=== Section Start ===

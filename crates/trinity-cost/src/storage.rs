use crate::error::{CostError, Result};
use crate::filters::SummaryFilters;
use chrono::Utc;
use rusqlite::{params, Connection};
use std::path::Path;
use std::sync::Mutex;
use trinity_types::{CostEntry, ModelTier};

/// Append-only storage for cost entries. Two implementations ship with this
/// crate: [`MemoryStorage`] (process lifetime) and [`SqliteStorage`]
/// (durable single-file backend, §4.1).
pub trait CostStorage: Send + Sync {
    fn append(&self, entry: CostEntry) -> Result<()>;
    fn entries(&self, filters: &SummaryFilters) -> Result<Vec<CostEntry>>;
}

/// In-memory backend; entries live only for the process lifetime.
#[derive(Default)]
pub struct MemoryStorage {
    entries: Mutex<Vec<CostEntry>>,
}

impl MemoryStorage {
    pub fn new() -> Self {
        Self::default()
    }
}

impl CostStorage for MemoryStorage {
    fn append(&self, entry: CostEntry) -> Result<()> {
        self.entries
            .lock()
            .map_err(|_| CostError::Storage("memory storage lock poisoned".into()))?
            .push(entry);
        Ok(())
    }

    fn entries(&self, filters: &SummaryFilters) -> Result<Vec<CostEntry>> {
        let guard = self
            .entries
            .lock()
            .map_err(|_| CostError::Storage("memory storage lock poisoned".into()))?;
        Ok(guard.iter().filter(|e| filters.matches(e)).cloned().collect())
    }
}

/// Durable single-file backend. `":memory:"` opens an in-memory SQLite
/// connection through the same code path (§6 of the spec).
pub struct SqliteStorage {
    conn: Mutex<Connection>,
}

impl SqliteStorage {
    pub fn open(path: &Path) -> Result<Self> {
        let conn = if path == Path::new(":memory:") {
            Connection::open_in_memory()?
        } else {
            Connection::open(path)?
        };
        conn.busy_timeout(std::time::Duration::from_secs(10))?;
        let _ = conn.query_row("PRAGMA journal_mode = WAL", [], |_| Ok(()));
        conn.execute("PRAGMA synchronous = NORMAL", [])?;
        conn.execute(
            "CREATE TABLE IF NOT EXISTS cost_entries (
                id INTEGER PRIMARY KEY AUTOINCREMENT,
                timestamp TEXT NOT NULL,
                operation TEXT NOT NULL,
                model TEXT NOT NULL,
                model_tier TEXT NOT NULL,
                tokens_in INTEGER NOT NULL,
                tokens_out INTEGER NOT NULL,
                cost_usd REAL NOT NULL,
                duration_seconds REAL NOT NULL,
                success INTEGER NOT NULL,
                metadata TEXT NOT NULL,
                error TEXT
            )",
            [],
        )?;
        conn.execute(
            "CREATE INDEX IF NOT EXISTS idx_cost_entries_timestamp ON cost_entries(timestamp)",
            [],
        )?;
        conn.execute(
            "CREATE INDEX IF NOT EXISTS idx_cost_entries_operation ON cost_entries(operation)",
            [],
        )?;
        Ok(Self {
            conn: Mutex::new(conn),
        })
    }
}

fn tier_from_str(s: &str) -> ModelTier {
    match s {
        "local" => ModelTier::Local,
        "cloud_mini" => ModelTier::CloudMini,
        "cloud_standard" => ModelTier::CloudStandard,
        _ => ModelTier::CloudPremium,
    }
}

impl CostStorage for SqliteStorage {
    fn append(&self, entry: CostEntry) -> Result<()> {
        let conn = self
            .conn
            .lock()
            .map_err(|_| CostError::Storage("sqlite storage lock poisoned".into()))?;
        conn.execute(
            "INSERT INTO cost_entries (
                timestamp, operation, model, model_tier, tokens_in, tokens_out,
                cost_usd, duration_seconds, success, metadata, error
            ) VALUES (?1, ?2, ?3, ?4, ?5, ?6, ?7, ?8, ?9, ?10, ?11)",
            params![
                entry.timestamp.to_rfc3339(),
                entry.operation,
                entry.model,
                entry.model_tier.as_str(),
                entry.tokens_in as i64,
                entry.tokens_out as i64,
                entry.cost_usd,
                entry.duration_seconds,
                entry.success as i64,
                serde_json::to_string(&entry.metadata)?,
                entry.error,
            ],
        )?;
        Ok(())
    }

    fn entries(&self, filters: &SummaryFilters) -> Result<Vec<CostEntry>> {
        let conn = self
            .conn
            .lock()
            .map_err(|_| CostError::Storage("sqlite storage lock poisoned".into()))?;
        let mut stmt = conn.prepare(
            "SELECT timestamp, operation, model, model_tier, tokens_in, tokens_out,
                    cost_usd, duration_seconds, success, metadata, error
             FROM cost_entries ORDER BY id ASC",
        )?;
        let rows = stmt.query_map([], |row| {
            let timestamp: String = row.get(0)?;
            let metadata: String = row.get(9)?;
            Ok(CostEntry {
                timestamp: chrono::DateTime::parse_from_rfc3339(&timestamp)
                    .map(|dt| dt.with_timezone(&Utc))
                    .unwrap_or_else(|_| Utc::now()),
                operation: row.get(1)?,
                model: row.get(2)?,
                model_tier: tier_from_str(&row.get::<_, String>(3)?),
                tokens_in: row.get::<_, i64>(4)? as u64,
                tokens_out: row.get::<_, i64>(5)? as u64,
                cost_usd: row.get(6)?,
                duration_seconds: row.get(7)?,
                success: row.get::<_, i64>(8)? != 0,
                metadata: serde_json::from_str(&metadata).unwrap_or(serde_json::Value::Null),
                error: row.get::<_, Option<String>>(10)?,
            })
        })?;
        let mut out = Vec::new();
        for row in rows {
            let entry = row.map_err(CostError::from)?;
            if filters.matches(&entry) {
                out.push(entry);
            }
        }
        Ok(out)
    }
}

=== Section End ===

Copy out each line of the material above, word for word, from the first down to the line containing "ship with this". Add nothing.

## Answer below
filename crates/trinity-cost/src/storage.rs
use crate::error::{CostError, Result};
use crate::filters::SummaryFilters;
use chrono::Utc;
use rusqlite::{params, Connection};
use std::path::Path;
use std::sync::Mutex;
use trinity_types::{CostEntry, ModelTier};

/// Append-only storage for cost entries. Two implementations ship with this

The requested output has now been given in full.